== Segment start ==

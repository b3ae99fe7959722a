//! RCC raw count file parsing
//!
//! Format contract of the source instrument:
//! - file names contain the marker token `RCC`, and the sample identifier is
//!   the third underscore-delimited segment of the file name
//!   (e.g. `20200131_run4_Sample07_05.RCC` -> `Sample07`);
//! - count data begins after a fixed 23-line header;
//! - data rows are comma-separated (CodeClass, Gene, Accession, Count).
//!
//! Both positional assumptions are fixed properties of the format, not
//! inferred from file content.

use std::fs::File;
use std::io::{BufRead, BufReader};
use std::path::{Path, PathBuf};

use rayon::prelude::*;

use crate::data::{CodeClass, RawCountRecord};
use crate::error::{NCounterError, Result};

/// Number of header lines preceding count data in an RCC file
pub const RCC_HEADER_LINES: usize = 23;

/// Marker token identifying raw count files in a run directory
pub const RCC_MARKER: &str = "RCC";

/// Derive the sample id from an RCC file name (third underscore segment)
pub fn sample_id_from_filename(file_name: &str) -> Result<String> {
    let segments: Vec<&str> = file_name.split('_').collect();
    segments
        .get(2)
        .filter(|s| !s.is_empty())
        .map(|s| s.to_string())
        .ok_or_else(|| NCounterError::Parse {
            file: file_name.to_string(),
            line: 0,
            reason: "file name has no third underscore-delimited segment for the sample id"
                .to_string(),
        })
}

/// Parse one RCC file into raw count records.
///
/// Malformed rows (wrong field count, non-numeric count) are a hard parse
/// error carrying the file name and line number; they are never silently
/// dropped. Empty lines, single-field structural lines (section markup and
/// trailing assay messages) and rows with a blank CodeClass are skipped as
/// non-probe content.
pub fn parse_rcc(path: &Path) -> Result<Vec<RawCountRecord>> {
    let file_name = path
        .file_name()
        .map(|n| n.to_string_lossy().to_string())
        .unwrap_or_default();
    let sample_id = sample_id_from_filename(&file_name)?;

    let file = File::open(path)?;
    let reader = BufReader::new(file);

    let mut records = Vec::new();
    for (idx, line) in reader.lines().enumerate() {
        let line = line?;
        // 1-based for error reporting
        let line_no = idx + 1;
        if line_no <= RCC_HEADER_LINES {
            continue;
        }

        let trimmed = line.trim();
        if trimmed.is_empty() || !trimmed.contains(',') {
            continue;
        }

        let fields: Vec<&str> = trimmed.split(',').collect();
        if fields[0].trim().is_empty() {
            continue;
        }
        if fields.len() != 4 {
            return Err(NCounterError::Parse {
                file: file_name.clone(),
                line: line_no,
                reason: format!("expected 4 fields, found {}", fields.len()),
            });
        }

        let count: u64 = fields[3].trim().parse().map_err(|_| NCounterError::Parse {
            file: file_name.clone(),
            line: line_no,
            reason: format!("non-numeric count '{}'", fields[3].trim()),
        })?;

        records.push(RawCountRecord {
            code_class: CodeClass::parse(fields[0].trim()),
            gene: fields[1].trim().to_string(),
            accession: fields[2].trim().to_string(),
            count,
            sample_id: sample_id.clone(),
            source_file: file_name.clone(),
        });
    }

    if records.is_empty() {
        return Err(NCounterError::EmptyData {
            reason: format!("no count rows found in {}", file_name),
        });
    }

    log::debug!("Parsed {} records from {}", records.len(), file_name);
    Ok(records)
}

/// Parse every RCC file under `root`, one record sequence per file.
///
/// The root path is an explicit parameter; the process working directory is
/// never touched. Files are discovered by the `RCC` marker token in their
/// name, sorted for a deterministic run order, and parsed in parallel (no
/// record depends on another file's content).
pub fn parse_rcc_dir(root: &Path) -> Result<Vec<Vec<RawCountRecord>>> {
    let mut paths: Vec<PathBuf> = std::fs::read_dir(root)?
        .filter_map(|entry| entry.ok())
        .map(|entry| entry.path())
        .filter(|p| {
            p.is_file()
                && p.file_name()
                    .map(|n| n.to_string_lossy().contains(RCC_MARKER))
                    .unwrap_or(false)
        })
        .collect();
    paths.sort();

    if paths.is_empty() {
        return Err(NCounterError::EmptyData {
            reason: format!("no {} files found under {}", RCC_MARKER, root.display()),
        });
    }
    log::info!("Found {} RCC files under {}", paths.len(), root.display());

    paths
        .par_iter()
        .map(|p| parse_rcc(p))
        .collect::<Result<Vec<_>>>()
}

#[cfg(test)]
mod tests {
    use super::*;
    use std::io::Write;
    use tempfile::TempDir;

    fn write_rcc(dir: &Path, name: &str, rows: &[&str]) -> PathBuf {
        let path = dir.join(name);
        let mut file = File::create(&path).unwrap();
        for i in 0..RCC_HEADER_LINES {
            writeln!(file, "header line {}", i + 1).unwrap();
        }
        for row in rows {
            writeln!(file, "{}", row).unwrap();
        }
        path
    }

    #[test]
    fn test_sample_id_from_filename() {
        assert_eq!(
            sample_id_from_filename("20200131_run4_Sample07_05.RCC").unwrap(),
            "Sample07"
        );
        assert!(sample_id_from_filename("noseparators.RCC").is_err());
    }

    #[test]
    fn test_parse_rcc_skips_header_and_markup() {
        let dir = TempDir::new().unwrap();
        let path = write_rcc(
            dir.path(),
            "20200131_run4_s1_01.RCC",
            &[
                "Endogenous,GeneA,NM_001,120",
                "Housekeeping,HK1,NM_002,300",
                "</Code_Summary>",
                "",
            ],
        );

        let records = parse_rcc(&path).unwrap();
        assert_eq!(records.len(), 2);
        assert_eq!(records[0].sample_id, "s1");
        assert_eq!(records[0].count, 120);
        assert_eq!(records[1].code_class, CodeClass::Housekeeping);
    }

    #[test]
    fn test_parse_rcc_reports_bad_count() {
        let dir = TempDir::new().unwrap();
        let path = write_rcc(
            dir.path(),
            "20200131_run4_s1_01.RCC",
            &["Endogenous,GeneA,NM_001,abc"],
        );

        match parse_rcc(&path) {
            Err(NCounterError::Parse { line, reason, .. }) => {
                assert_eq!(line, RCC_HEADER_LINES + 1);
                assert!(reason.contains("non-numeric"));
            }
            other => panic!("expected parse error, got {:?}", other),
        }
    }

    #[test]
    fn test_parse_rcc_reports_bad_field_count() {
        let dir = TempDir::new().unwrap();
        let path = write_rcc(
            dir.path(),
            "20200131_run4_s1_01.RCC",
            &["Endogenous,GeneA,120"],
        );
        assert!(matches!(
            parse_rcc(&path),
            Err(NCounterError::Parse { .. })
        ));
    }

    #[test]
    fn test_parse_rcc_dir_filters_by_marker() {
        let dir = TempDir::new().unwrap();
        write_rcc(
            dir.path(),
            "20200131_run4_s1_01.RCC",
            &["Endogenous,GeneA,NM_001,10"],
        );
        write_rcc(
            dir.path(),
            "20200131_run4_s2_02.RCC",
            &["Endogenous,GeneA,NM_001,20"],
        );
        std::fs::write(dir.path().join("notes.txt"), "not a count file").unwrap();

        let per_file = parse_rcc_dir(dir.path()).unwrap();
        assert_eq!(per_file.len(), 2);
        // sorted file order
        assert_eq!(per_file[0][0].sample_id, "s1");
        assert_eq!(per_file[1][0].sample_id, "s2");
    }
}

== Segment end ==

WHAT NEEDS TO BE DONE:
For every line above that has "Housekeeping" in it, copy the line.

ANSWER FOR THIS EXERCISE:
                "Housekeeping,HK1,NM_002,300",
        assert_eq!(records[1].code_class, CodeClass::Housekeeping);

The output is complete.